Selecting appropriate parametric models to extrapolate long-term survival based on limited follow up trial data may improve the reliability of HTA evidence. Using data from two phase 3 trials in 2L NSCLC, we assess whether mixture cure models (MCMs) improve survival extrapolation relative to standard methods. The analyses were based on datasets with minimum of 5 years of follow up from trials comparing nivolumab versus docetaxel in patients with pretreated metastatic squamous (CheckMate-017) and non-squamous (CheckMate-057) NSCLC. MCMs assume a fraction of patients are cured by treatment, with uncured and cured patients subject to separate survival curves.

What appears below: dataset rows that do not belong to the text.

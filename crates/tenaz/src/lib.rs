//! Tenaz: Locator Resolution and Synchronization for UI Automation
//!
//! Tenaz (Spanish: "tenacious") sits between test code and a driver session.
//! It turns symbolic element names into driver queries, finds elements with
//! a visible-first policy, rebuilds element references that went stale, and
//! runs bounded polling waits.
//!
//! # Architecture
//!
//! ```text
//! ┌─────────────────────────────────────────────────────────────────┐
//! │                        TENAZ Architecture                        │
//! ├─────────────────────────────────────────────────────────────────┤
//! │  "Login.Username"                                                │
//! │        │                                                         │
//! │        ▼                                                         │
//! │  ┌────────────┐   ┌────────────┐   ┌────────────┐                │
//! │  │ Repository │──►│ Resolver   │──►│ Strategy   │──► DriverQuery │
//! │  └────────────┘   └────────────┘   └────────────┘                │
//! │                                          │                       │
//! │        ┌─────────────────────────────────┘                       │
//! │        ▼                                                         │
//! │  ┌────────────┐   ┌────────────┐   ┌────────────┐                │
//! │  │ Finder     │◄─►│ Reconstruct│   │ Waiter     │                │
//! │  └────────────┘   └────────────┘   └────────────┘                │
//! │        │                                 │                       │
//! │        └──────────────► Session ◄────────┘                       │
//! └─────────────────────────────────────────────────────────────────┘
//! ```

#![warn(missing_docs)]

mod attribute_wait;
mod config;
mod context;
mod finder;
mod handle;
mod logging;
pub mod mock;
mod reconstruct;
mod repository;
mod resolver;
mod result;
mod session;
mod strategy;
mod wait;

pub use attribute_wait::{AttributeCondition, AttributeWait, Relation};
pub use config::{
    SyncConfig, SyncConfigBuilder, DEFAULT_POLL_INTERVAL_MS, DEFAULT_TIMEOUT_MS,
};
pub use context::Context;
pub use finder::{ElementFilter, ElementFinder};
pub use handle::{AncestorChain, ChainStep, ElementHandle};
pub use logging::{init_logging, LogFormat};
pub use reconstruct::{PathReconstructor, RebuildOptions};
pub use repository::{
    ElementRepository, RepositoryBuilder, RepositoryEntry, RepositoryRegistry, StaticRepository,
};
pub use resolver::{SymbolicLocatorResolver, Target};
pub use result::{TenazError, TenazResult};
pub use session::{prefer_visible, NodeRef, Session};
pub use strategy::{translate, DriverQuery, LocatorSpec, Strategy};
pub use wait::{
    wait_until, wait_until_with, ElementWaits, FnCondition, PollCondition, WaitKind, WaitOptions,
    WaitResult, Waiter, MIN_POLL_INTERVAL,
};

/// Prelude for convenient imports
pub mod prelude {
    pub use super::attribute_wait::*;
    pub use super::config::*;
    pub use super::context::*;
    pub use super::finder::*;
    pub use super::handle::*;
    pub use super::logging::*;
    pub use super::reconstruct::*;
    pub use super::repository::*;
    pub use super::resolver::*;
    pub use super::result::*;
    pub use super::session::*;
    pub use super::strategy::*;
    pub use super::wait::*;
}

We estimated MCMs on 1-3 year databases and assessed the survival extrapolations against the validated standard parametric models (SPM) using the 5-year dataset. Validation of models was facilitated by comparing the restricted mean survival time (RMST) over 20-years. Additional comparisons against SPMs from earlier datasets will be presented. For CheckMate-017, MCMs fitted to the 1-year (PFS) and 3-year (OS) datasets were the earliest datasets modeled to yield results comparable to the 5-year validated SPM. For CheckMate-057, the 2-year (PFS) and 3-year (OS) datasets were the earliest datasets modeled to yield results comparable to the 5-year validated SPM. For CheckMate-017, the 20-year RMST estimate for PFS from the 1-year data was 25.5 vs 22.9 months for the 5-year SPM, and the 3-year OS MCM was 30.2 vs 30.5 for the 5-year SPM. For CheckMate-057, the 20-year RMST for the 2-year PFS MCM was 23.6 vs 19.0 for the 5-year SPM, and the 3-year OS MCM was 27.5 vs 28.6 for the 5-year SPM We demonstrate that the use of MCMs for modeling survival with early follow-up in NSCLC patients could anticipate validated standard survival extrapolations with extended follow-up.